TASK TO COMPLETE: Below are records; count the lines that contain "routes" and state only that count.

EXTRACTED DATA:
- - -
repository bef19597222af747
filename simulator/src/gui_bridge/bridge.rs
use crate::generator::profile::{build_event_stream_from_config, GeneratorConfig};
use crate::gui_bridge::model::ReadoutModel;
use crate::workflow::runner::Runner;
use anyhow::Result;
use compasscore::prelude::SensorEvent;
use serde_json::json;
use std::{
    net::SocketAddr,
    sync::{Arc, RwLock},
    thread,
};
use tokio::runtime::Builder;
use warp::{http::StatusCode, Filter};

fn readout_bind_address() -> SocketAddr {
    SocketAddr::from(([127, 0, 0, 1], 9000))
}

#[derive(Debug)]
struct WarpError;

impl warp::reject::Reject for WarpError {}

/// Bridge that hosts the readout HTTP endpoint and fuses incoming payloads.
pub struct GuiBridge {
    state: Arc<RwLock<ReadoutModel>>,
}

impl GuiBridge {
    pub fn new(runner: Arc<Runner>) -> Self {
        let state = Arc::new(RwLock::new(ReadoutModel::default()));
        let state_for_filter = state.clone();
        let state_filter = warp::any().map(move || state_for_filter.clone());
        let runner_filter = warp::any().map(move || runner.clone());

        let get_route = warp::path("readout")
            .and(warp::get())
            .and(state_filter.clone())
            .map(|state: Arc<RwLock<ReadoutModel>>| warp::reply::json(&*state.read().unwrap()));

        let ingest_route = warp::path("ingest")
            .and(warp::post())
            .and(warp::body::json())
            .and(state_filter.clone())
            .and(runner_filter.clone())
            .and_then(
                |events: Vec<SensorEvent>,
                 state: Arc<RwLock<ReadoutModel>>,
                 runner: Arc<Runner>| async move {
                    match runner.execute(&events) {
                        Ok(result) => {
                            let mut guard = state.write().unwrap();
                            *guard = ReadoutModel::from_result(&result);
                            Ok::<_, warp::Rejection>(warp::reply::with_status(
                                warp::reply::json(&json!({"status": "ok"})),
                                StatusCode::OK,
                            ))
                        }
                        Err(err) => {
                            eprintln!("ingest error: {}", err);
                            Err(warp::reject::custom(WarpError))
                        }
                    }
                },
            );

        let generator_route = warp::path("ingest-config")
            .and(warp::post())
            .and(warp::body::json())
            .and(state_filter)
            .and(runner_filter)
            .and_then(
                |config: GeneratorConfig,
                 state: Arc<RwLock<ReadoutModel>>,
                 runner: Arc<Runner>| async move {
                    match build_event_stream_from_config(&config)
                        .and_then(|events| runner.execute(&events))
                    {
                        Ok(result) => {
                            let mut guard = state.write().unwrap();
                            *guard = ReadoutModel::from_result(&result);
                            if let Some(name) = config.scenario.as_ref() {
                                println!(
                                    "[GUI] Scenario {} -> heading {:.1} deg",
                                    name, guard.heading_deg
                                );
                            }
                            Ok::<_, warp::Rejection>(warp::reply::with_status(
                                warp::reply::json(&json!({
                                    "status": "ok",
                                    "heading_deg": guard.heading_deg,
                                    "altitude_m": guard.altitude_m,
                                    "description": config.description.clone().unwrap_or_default()
                                })),
                                StatusCode::OK,
                            ))
                        }
                        Err(err) => {
                            eprintln!("ingest-config error: {}", err);
                            Err(warp::reject::custom(WarpError))
                        }
                    }
                },
            );

        thread::spawn(move || {
            let routes = get_route.or(ingest_route).or(generator_route);
            let runtime = Builder::new_current_thread()
                .enable_all()
                .build()
                .expect("failed to build runtime");
            runtime.block_on(async move {
                warp::serve(routes).run(readout_bind_address()).await;
            });
        });

        Self { state }
    }

    pub fn publish(&self, model: &ReadoutModel) -> Result<()> {
        let mut guard = self.state.write().unwrap();
        *guard = model.clone();
        println!(
            "[GUI] heading: {:.1} deg, altitude: {:.1} m, accuracy: {}",
            guard.heading_deg, guard.altitude_m, guard.accuracy
        );
        Ok(())
    }

    pub fn publish_status(&self, message: &str) {
        println!("[GUI] {}", message);
    }

    #[cfg(test)]
    pub fn snapshot(&self) -> ReadoutModel {
        self.state.read().unwrap().clone()
    }
}
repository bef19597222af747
pub mod log;
pub mod metrics;

pub use log::LogManager;
pub use metrics::MetricsRecorder;
use anyhow::Context;
use clap::Parser;
use generator::profile::build_event_stream_from_config;
use gui_bridge::bridge::GuiBridge;
use gui_bridge::model::ReadoutModel;
use std::fs::{self, OpenOptions};
use std::io::Write;
use std::path::PathBuf;
use std::sync::Arc;
use tokio::runtime::Builder as TokioBuilder;
use tokio::signal;
use workflow::config::WorkflowConfig;
use workflow::runner::Runner;

mod generator;
mod gui_bridge;
mod workflow;

#[derive(Parser)]
#[command(author, version, about = "Offline compass readout driver")]
struct Args {
    /// Run a single synthetic sensor pass and emit a readout summary
    #[arg(long, default_value_t = false)]
    offline: bool,
    /// Load a workflow config from YAML
    #[arg(long)]
    workflow: Option<PathBuf>,
    #[arg(long, default_value_t = 256)]
    samples: usize,
    #[arg(long, default_value_t = 0.0)]
    heading_deg: f32,
    #[arg(long, default_value_t = 1013.25)]
    pressure_hpa: f32,
    /// Keep the HTTP bridge alive for incoming sensor payloads
    #[arg(long, default_value_t = false)]
    serve: bool,
}

fn main() -> anyhow::Result<()> {
    env_logger::init();
    let args = Args::parse();

    let workflow_config = if let Some(path) = args.workflow {
        WorkflowConfig::load(path)?
    } else {
        WorkflowConfig::from_args(args.samples, args.heading_deg, args.pressure_hpa)
    };

    let runner = Runner::new(workflow_config.clone());
    let gui_bridge = GuiBridge::new(Arc::new(runner.clone()));
    let events = build_event_stream_from_config(&workflow_config.to_generator_config())?;

    if args.offline {
        let result = runner.execute(&events)?;

        println!(
            "Offline run -> heading {:.1} deg, altitude {:.1} m, accuracy {}, samples {}",
            result.heading_deg.unwrap_or(0.0),
            result.altitude_m.unwrap_or(0.0),
            result.accuracy.unwrap_or(0),
            result.samples_ingested
        );

        let model = ReadoutModel::from_result(&result);
        gui_bridge.publish(&model)?;
        gui_bridge.publish_status("Offline readout results ready.");

        let report = format!(
            "heading={:.2} altitude={:.2} accuracy={} samples={} notes={:?}\n",
            model.heading_deg, model.altitude_m, model.accuracy, model.samples_ingested, model.notes
        );
        let report_path = PathBuf::from("tools/data/offline_readout.log");
        if let Some(parent) = report_path.parent() {
            fs::create_dir_all(parent)?;
        }
        let mut file = OpenOptions::new()
            .create(true)
            .append(true)
            .open(report_path)?;
        file.write_all(report.as_bytes())?;
    }
    if args.serve {
        gui_bridge.publish_status("HTTP bridge running (Ctrl+C to stop)...");
        let runtime = TokioBuilder::new_current_thread()
            .enable_all()
            .build()
            .context("creating runtime for signal handling")?;
        runtime.block_on(async {
            signal::ctrl_c().await.context("awaiting Ctrl+C to exit")?;
            Ok::<(), anyhow::Error>(())
        })?;
    }

    Ok(())
}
- - -
COMPLETED TASK: 2